*Brief*. Every line below from the one containing "kind: &str) ->" through the one containing "unreadable cache entry" must be transcribed exactly. Omit all lines outside that stretch.

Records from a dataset
◆ ◆ ◆

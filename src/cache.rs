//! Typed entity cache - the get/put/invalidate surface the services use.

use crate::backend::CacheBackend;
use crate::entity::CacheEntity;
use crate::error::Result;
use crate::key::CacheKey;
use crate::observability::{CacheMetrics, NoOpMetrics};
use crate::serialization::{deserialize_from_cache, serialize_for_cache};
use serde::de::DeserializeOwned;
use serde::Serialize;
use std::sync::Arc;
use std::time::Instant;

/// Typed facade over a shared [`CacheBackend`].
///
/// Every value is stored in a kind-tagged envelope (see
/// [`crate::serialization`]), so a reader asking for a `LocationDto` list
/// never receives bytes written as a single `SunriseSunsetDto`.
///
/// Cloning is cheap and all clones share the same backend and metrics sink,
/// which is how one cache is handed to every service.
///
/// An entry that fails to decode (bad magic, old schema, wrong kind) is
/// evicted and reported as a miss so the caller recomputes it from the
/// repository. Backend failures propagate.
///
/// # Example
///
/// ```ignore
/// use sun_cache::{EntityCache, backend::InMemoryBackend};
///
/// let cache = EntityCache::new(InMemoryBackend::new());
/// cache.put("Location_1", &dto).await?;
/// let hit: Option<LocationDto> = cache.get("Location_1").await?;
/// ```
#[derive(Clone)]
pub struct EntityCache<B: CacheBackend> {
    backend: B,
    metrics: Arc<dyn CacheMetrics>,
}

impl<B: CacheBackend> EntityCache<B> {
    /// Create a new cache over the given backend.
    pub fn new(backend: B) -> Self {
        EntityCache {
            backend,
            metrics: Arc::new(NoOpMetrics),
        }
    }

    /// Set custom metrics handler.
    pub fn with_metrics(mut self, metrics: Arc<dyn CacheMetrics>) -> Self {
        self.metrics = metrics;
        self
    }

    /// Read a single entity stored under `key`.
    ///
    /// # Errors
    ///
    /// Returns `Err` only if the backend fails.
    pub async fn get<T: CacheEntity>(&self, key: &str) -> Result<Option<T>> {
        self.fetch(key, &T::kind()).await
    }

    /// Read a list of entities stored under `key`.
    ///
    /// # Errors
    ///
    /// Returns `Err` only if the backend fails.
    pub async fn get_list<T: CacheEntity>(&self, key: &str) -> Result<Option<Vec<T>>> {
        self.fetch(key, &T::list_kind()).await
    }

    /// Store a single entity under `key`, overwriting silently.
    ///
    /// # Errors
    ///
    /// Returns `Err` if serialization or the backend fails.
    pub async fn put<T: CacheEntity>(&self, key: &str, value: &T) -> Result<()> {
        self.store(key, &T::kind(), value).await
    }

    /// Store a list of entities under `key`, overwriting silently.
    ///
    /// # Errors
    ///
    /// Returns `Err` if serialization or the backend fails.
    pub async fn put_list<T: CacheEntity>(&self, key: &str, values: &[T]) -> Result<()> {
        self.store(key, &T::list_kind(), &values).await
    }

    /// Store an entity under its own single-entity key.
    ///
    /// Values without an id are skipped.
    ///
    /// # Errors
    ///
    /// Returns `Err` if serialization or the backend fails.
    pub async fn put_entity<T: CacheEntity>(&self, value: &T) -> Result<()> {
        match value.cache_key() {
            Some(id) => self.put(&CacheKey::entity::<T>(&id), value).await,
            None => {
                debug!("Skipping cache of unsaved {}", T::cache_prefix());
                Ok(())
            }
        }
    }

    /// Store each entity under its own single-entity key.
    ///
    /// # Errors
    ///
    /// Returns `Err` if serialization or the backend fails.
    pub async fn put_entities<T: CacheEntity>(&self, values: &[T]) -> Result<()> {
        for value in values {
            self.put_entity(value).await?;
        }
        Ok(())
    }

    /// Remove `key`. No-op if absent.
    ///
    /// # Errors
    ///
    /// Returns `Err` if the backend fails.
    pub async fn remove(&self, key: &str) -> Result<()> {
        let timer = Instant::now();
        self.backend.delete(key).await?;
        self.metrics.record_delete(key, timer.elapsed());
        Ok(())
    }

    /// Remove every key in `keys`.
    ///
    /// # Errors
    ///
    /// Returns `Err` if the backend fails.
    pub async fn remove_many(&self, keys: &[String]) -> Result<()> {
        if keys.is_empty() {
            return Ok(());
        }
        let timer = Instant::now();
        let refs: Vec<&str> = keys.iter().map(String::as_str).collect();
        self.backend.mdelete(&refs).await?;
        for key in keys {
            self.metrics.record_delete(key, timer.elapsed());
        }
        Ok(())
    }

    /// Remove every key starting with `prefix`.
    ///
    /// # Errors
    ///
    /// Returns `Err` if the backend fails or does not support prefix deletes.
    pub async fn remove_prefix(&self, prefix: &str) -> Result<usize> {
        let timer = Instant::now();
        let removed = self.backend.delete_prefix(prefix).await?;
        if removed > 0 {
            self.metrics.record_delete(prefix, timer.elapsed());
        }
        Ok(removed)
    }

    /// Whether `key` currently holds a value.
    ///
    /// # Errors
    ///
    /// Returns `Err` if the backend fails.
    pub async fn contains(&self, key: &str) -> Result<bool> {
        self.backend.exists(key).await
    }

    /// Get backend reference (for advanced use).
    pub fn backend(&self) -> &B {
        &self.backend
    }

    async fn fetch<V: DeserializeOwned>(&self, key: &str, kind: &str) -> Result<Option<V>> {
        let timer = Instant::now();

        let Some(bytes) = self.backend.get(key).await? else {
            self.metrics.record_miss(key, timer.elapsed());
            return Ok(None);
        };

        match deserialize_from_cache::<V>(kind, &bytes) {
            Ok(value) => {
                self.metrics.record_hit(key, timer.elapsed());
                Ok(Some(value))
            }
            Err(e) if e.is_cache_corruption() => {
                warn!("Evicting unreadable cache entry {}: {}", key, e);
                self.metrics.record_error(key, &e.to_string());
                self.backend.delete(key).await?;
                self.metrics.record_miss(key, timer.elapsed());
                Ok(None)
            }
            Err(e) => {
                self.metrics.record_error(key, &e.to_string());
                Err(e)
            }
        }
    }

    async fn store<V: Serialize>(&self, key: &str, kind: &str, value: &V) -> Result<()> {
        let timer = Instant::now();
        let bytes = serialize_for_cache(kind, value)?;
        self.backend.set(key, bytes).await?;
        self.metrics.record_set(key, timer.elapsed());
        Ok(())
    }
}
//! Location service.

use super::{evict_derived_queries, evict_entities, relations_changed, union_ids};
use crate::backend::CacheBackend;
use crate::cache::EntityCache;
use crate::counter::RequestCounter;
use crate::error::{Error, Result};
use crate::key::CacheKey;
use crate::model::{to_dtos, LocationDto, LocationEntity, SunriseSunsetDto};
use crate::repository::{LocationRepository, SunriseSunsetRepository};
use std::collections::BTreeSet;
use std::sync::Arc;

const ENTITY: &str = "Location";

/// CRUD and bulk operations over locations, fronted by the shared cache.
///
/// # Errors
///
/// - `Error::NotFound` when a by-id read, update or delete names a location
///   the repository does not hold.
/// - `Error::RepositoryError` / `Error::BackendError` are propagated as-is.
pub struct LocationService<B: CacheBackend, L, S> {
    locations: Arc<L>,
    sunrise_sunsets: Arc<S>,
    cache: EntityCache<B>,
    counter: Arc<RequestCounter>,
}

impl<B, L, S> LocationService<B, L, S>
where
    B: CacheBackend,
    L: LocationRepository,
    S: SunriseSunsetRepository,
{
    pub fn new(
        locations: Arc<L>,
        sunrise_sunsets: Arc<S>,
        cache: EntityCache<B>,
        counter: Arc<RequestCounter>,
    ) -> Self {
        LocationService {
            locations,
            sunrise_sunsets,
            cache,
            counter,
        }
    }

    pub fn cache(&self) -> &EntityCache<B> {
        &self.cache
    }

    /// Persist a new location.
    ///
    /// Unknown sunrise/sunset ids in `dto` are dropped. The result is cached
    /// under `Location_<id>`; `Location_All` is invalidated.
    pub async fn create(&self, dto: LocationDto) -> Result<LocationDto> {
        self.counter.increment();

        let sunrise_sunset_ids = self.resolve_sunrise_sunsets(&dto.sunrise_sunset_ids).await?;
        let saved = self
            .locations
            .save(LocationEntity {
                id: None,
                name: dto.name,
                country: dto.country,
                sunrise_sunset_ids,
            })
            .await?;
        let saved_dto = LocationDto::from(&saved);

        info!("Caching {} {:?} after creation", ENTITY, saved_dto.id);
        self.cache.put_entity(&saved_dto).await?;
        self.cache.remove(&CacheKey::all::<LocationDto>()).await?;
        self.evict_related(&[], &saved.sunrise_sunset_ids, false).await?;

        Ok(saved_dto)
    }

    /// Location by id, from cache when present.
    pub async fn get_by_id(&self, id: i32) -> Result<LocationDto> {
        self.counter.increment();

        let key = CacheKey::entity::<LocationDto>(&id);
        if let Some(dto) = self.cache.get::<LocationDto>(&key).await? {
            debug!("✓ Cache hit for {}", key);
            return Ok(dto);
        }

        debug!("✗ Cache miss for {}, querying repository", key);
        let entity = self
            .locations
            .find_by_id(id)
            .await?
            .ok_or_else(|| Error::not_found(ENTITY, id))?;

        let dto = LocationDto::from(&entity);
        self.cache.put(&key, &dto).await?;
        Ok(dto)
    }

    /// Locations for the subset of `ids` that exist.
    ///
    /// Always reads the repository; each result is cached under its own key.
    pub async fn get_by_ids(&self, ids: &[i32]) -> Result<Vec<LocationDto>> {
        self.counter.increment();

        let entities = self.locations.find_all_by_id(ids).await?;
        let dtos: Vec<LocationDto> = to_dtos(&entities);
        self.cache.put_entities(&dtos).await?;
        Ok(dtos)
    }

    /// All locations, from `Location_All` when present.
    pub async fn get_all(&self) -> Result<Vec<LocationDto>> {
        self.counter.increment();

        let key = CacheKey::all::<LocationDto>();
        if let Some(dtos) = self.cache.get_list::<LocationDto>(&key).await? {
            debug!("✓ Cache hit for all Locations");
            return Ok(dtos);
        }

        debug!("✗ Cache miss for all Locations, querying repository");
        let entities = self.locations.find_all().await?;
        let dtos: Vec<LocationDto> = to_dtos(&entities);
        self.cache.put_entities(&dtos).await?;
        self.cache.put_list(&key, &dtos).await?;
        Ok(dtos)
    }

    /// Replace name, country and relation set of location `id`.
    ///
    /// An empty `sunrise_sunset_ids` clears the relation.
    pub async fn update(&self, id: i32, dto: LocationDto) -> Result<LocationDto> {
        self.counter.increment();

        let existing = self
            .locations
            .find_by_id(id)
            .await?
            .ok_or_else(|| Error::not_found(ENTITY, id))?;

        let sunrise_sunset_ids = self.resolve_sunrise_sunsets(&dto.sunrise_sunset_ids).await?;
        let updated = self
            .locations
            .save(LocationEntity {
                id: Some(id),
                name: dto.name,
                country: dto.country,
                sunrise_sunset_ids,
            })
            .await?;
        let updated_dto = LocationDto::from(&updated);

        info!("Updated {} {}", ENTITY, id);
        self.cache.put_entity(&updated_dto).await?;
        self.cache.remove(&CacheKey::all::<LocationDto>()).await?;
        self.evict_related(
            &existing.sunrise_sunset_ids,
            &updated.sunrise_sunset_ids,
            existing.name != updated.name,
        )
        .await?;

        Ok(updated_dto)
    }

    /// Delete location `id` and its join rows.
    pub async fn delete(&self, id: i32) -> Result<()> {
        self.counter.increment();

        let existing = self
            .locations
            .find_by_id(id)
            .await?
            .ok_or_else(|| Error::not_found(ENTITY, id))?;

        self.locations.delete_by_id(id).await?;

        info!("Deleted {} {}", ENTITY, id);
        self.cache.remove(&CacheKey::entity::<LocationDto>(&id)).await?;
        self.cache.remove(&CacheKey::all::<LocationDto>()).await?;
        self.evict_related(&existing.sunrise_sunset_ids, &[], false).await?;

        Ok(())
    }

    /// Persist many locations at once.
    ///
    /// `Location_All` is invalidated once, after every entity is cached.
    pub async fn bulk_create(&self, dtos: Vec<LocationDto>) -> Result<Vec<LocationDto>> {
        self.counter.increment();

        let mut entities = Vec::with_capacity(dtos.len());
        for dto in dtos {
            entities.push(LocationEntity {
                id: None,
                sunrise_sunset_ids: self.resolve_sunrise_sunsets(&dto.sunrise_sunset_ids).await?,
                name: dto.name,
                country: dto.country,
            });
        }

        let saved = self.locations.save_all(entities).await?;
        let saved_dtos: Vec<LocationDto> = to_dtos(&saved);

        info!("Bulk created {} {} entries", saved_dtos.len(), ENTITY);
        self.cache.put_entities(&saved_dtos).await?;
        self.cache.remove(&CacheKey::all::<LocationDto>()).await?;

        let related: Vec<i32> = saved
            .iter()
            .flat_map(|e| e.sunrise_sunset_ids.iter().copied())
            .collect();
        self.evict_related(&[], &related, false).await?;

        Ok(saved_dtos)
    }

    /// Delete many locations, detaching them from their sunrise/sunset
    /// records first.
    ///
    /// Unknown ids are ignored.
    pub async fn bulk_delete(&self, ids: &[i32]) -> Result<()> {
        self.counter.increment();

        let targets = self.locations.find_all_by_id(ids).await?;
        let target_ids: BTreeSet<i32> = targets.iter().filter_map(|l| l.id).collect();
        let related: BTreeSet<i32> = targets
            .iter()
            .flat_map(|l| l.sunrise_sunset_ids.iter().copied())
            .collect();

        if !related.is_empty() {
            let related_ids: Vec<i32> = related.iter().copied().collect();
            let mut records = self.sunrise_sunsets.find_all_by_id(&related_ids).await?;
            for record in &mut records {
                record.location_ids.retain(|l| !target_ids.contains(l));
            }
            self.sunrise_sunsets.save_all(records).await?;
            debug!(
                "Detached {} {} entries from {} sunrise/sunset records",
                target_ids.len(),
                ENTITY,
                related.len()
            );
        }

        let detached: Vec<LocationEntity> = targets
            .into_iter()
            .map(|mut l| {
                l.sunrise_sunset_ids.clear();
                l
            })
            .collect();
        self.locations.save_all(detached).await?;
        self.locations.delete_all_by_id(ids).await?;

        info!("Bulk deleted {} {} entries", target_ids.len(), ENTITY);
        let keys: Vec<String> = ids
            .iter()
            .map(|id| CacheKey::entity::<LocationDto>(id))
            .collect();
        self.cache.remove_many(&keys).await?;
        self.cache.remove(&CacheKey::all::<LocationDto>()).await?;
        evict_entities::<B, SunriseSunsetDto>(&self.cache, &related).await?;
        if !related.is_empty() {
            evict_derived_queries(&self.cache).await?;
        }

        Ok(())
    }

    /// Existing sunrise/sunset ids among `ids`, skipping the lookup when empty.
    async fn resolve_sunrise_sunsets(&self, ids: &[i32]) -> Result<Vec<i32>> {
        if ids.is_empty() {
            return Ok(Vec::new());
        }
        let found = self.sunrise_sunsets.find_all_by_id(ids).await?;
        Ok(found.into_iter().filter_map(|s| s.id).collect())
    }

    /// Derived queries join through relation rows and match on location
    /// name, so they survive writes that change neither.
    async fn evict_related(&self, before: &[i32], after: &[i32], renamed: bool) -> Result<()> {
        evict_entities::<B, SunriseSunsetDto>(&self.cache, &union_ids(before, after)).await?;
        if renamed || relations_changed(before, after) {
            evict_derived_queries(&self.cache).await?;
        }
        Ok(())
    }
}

◆ ◆ ◆

*Answer box*.
    async fn fetch<V: DeserializeOwned>(&self, key: &str, kind: &str) -> Result<Option<V>> {
        let timer = Instant::now();

        let Some(bytes) = self.backend.get(key).await? else {
            self.metrics.record_miss(key, timer.elapsed());
            return Ok(None);
        };

        match deserialize_from_cache::<V>(kind, &bytes) {
            Ok(value) => {
                self.metrics.record_hit(key, timer.elapsed());
                Ok(Some(value))
            }
            Err(e) if e.is_cache_corruption() => {
                warn!("Evicting unreadable cache entry {}: {}", key, e);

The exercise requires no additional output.